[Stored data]
++++++++++

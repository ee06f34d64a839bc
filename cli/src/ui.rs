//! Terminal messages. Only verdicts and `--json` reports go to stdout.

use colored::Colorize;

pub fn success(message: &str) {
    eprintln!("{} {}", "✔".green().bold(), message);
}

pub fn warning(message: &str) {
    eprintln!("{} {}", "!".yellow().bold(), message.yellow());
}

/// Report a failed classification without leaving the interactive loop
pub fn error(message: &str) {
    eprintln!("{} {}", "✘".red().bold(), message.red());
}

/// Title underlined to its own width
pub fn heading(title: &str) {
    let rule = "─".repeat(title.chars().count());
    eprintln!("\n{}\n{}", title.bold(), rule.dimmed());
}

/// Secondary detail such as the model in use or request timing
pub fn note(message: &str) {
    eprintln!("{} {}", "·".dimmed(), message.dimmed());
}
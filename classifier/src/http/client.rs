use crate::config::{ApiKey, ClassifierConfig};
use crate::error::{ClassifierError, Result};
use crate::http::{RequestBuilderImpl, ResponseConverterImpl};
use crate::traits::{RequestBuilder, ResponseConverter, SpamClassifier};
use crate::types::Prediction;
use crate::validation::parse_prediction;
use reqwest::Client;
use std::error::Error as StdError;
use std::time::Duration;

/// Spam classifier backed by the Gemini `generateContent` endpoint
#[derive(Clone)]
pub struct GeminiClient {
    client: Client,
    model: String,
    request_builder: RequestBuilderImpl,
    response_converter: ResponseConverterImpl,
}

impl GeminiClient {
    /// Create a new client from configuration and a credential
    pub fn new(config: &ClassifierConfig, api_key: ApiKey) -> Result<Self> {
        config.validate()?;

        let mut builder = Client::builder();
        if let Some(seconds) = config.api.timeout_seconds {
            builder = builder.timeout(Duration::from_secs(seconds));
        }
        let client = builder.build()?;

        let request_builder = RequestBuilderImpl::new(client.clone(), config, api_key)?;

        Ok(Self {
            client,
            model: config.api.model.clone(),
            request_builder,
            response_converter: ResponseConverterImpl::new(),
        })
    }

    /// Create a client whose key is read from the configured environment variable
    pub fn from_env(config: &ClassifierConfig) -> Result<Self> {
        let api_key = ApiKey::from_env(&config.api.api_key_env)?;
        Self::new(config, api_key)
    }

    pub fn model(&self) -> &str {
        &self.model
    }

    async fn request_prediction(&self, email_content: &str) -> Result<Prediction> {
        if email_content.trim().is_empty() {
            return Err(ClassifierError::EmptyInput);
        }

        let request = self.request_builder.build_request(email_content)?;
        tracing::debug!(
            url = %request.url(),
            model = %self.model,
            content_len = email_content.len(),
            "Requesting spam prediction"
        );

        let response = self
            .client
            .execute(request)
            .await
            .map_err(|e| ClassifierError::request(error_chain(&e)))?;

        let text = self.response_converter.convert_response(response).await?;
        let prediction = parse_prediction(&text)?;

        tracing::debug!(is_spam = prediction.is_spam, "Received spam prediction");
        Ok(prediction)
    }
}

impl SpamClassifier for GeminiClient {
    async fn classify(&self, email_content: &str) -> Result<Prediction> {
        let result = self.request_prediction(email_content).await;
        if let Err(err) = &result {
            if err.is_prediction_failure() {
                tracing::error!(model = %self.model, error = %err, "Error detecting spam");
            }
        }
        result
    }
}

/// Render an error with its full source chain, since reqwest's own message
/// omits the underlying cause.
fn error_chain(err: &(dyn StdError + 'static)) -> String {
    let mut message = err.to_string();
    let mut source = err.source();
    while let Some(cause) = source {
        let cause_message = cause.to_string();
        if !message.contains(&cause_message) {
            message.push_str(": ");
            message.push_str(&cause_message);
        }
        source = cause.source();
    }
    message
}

++++++++++

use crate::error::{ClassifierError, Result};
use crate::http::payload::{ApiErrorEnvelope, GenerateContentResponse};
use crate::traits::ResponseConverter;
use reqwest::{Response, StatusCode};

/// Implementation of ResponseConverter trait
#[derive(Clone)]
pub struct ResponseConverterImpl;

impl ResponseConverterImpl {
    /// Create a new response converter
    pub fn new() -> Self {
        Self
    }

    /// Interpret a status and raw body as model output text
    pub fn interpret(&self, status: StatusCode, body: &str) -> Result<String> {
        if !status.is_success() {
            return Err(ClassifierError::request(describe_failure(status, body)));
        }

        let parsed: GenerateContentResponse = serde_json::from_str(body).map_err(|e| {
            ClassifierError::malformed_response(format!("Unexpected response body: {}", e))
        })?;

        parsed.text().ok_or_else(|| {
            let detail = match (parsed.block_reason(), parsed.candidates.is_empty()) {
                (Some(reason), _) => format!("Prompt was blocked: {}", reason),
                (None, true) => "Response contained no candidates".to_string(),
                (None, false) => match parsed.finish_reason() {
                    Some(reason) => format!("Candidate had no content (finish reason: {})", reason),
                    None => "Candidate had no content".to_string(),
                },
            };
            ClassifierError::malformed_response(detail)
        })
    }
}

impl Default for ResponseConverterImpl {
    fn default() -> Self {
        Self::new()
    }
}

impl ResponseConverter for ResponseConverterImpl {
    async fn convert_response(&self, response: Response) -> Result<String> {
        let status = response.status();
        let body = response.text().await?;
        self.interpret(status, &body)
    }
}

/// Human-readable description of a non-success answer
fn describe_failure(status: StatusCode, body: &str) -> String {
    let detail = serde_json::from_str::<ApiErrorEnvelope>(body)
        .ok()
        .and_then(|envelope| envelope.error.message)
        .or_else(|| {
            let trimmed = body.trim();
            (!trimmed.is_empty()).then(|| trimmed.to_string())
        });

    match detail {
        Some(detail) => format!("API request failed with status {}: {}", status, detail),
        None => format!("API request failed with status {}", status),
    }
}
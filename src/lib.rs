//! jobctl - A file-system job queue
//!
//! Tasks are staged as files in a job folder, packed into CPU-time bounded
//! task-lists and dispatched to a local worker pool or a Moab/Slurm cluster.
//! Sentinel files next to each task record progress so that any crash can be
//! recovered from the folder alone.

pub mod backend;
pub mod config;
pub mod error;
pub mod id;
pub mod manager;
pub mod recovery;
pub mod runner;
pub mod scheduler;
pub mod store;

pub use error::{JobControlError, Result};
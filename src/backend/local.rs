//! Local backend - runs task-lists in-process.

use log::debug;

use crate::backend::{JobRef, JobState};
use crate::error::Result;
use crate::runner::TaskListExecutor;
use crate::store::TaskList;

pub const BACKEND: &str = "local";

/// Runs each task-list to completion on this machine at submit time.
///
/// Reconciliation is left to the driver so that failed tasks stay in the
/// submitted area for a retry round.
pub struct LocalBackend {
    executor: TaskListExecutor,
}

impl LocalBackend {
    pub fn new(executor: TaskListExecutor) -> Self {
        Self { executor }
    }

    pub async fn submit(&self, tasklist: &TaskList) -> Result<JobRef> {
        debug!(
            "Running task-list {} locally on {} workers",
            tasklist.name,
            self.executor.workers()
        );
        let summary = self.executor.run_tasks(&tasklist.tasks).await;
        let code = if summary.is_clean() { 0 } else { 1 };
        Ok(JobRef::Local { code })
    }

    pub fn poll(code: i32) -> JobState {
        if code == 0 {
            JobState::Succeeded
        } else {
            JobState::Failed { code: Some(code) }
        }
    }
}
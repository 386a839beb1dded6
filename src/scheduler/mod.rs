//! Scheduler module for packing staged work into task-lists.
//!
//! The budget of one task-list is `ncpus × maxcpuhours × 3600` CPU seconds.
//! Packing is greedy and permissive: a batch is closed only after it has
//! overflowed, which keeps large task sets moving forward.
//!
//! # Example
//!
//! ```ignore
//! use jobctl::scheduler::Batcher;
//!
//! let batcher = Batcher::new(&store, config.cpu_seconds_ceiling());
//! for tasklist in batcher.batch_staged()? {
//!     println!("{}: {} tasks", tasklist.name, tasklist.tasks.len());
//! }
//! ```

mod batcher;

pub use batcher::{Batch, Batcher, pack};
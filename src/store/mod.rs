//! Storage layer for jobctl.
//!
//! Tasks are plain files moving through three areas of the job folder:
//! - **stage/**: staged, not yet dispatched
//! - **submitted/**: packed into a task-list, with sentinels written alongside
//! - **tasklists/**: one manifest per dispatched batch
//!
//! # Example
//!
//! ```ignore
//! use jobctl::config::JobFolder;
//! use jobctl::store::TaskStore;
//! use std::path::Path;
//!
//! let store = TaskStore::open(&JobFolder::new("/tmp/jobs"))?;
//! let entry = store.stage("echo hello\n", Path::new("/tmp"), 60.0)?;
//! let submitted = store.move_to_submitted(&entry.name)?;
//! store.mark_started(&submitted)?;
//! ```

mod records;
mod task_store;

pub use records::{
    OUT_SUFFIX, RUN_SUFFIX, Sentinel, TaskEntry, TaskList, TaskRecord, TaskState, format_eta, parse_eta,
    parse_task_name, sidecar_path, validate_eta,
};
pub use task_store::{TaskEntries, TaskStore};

++++++++++

▶ [REQUIRED ACTION]
Copy every line from the data that includes the string "ResponseConverterImpl".

▶ [WORKED SOLUTION]
use crate::http::{RequestBuilderImpl, ResponseConverterImpl};
    response_converter: ResponseConverterImpl,
            response_converter: ResponseConverterImpl::new(),
pub struct ResponseConverterImpl;
impl ResponseConverterImpl {
impl Default for ResponseConverterImpl {
impl ResponseConverter for ResponseConverterImpl {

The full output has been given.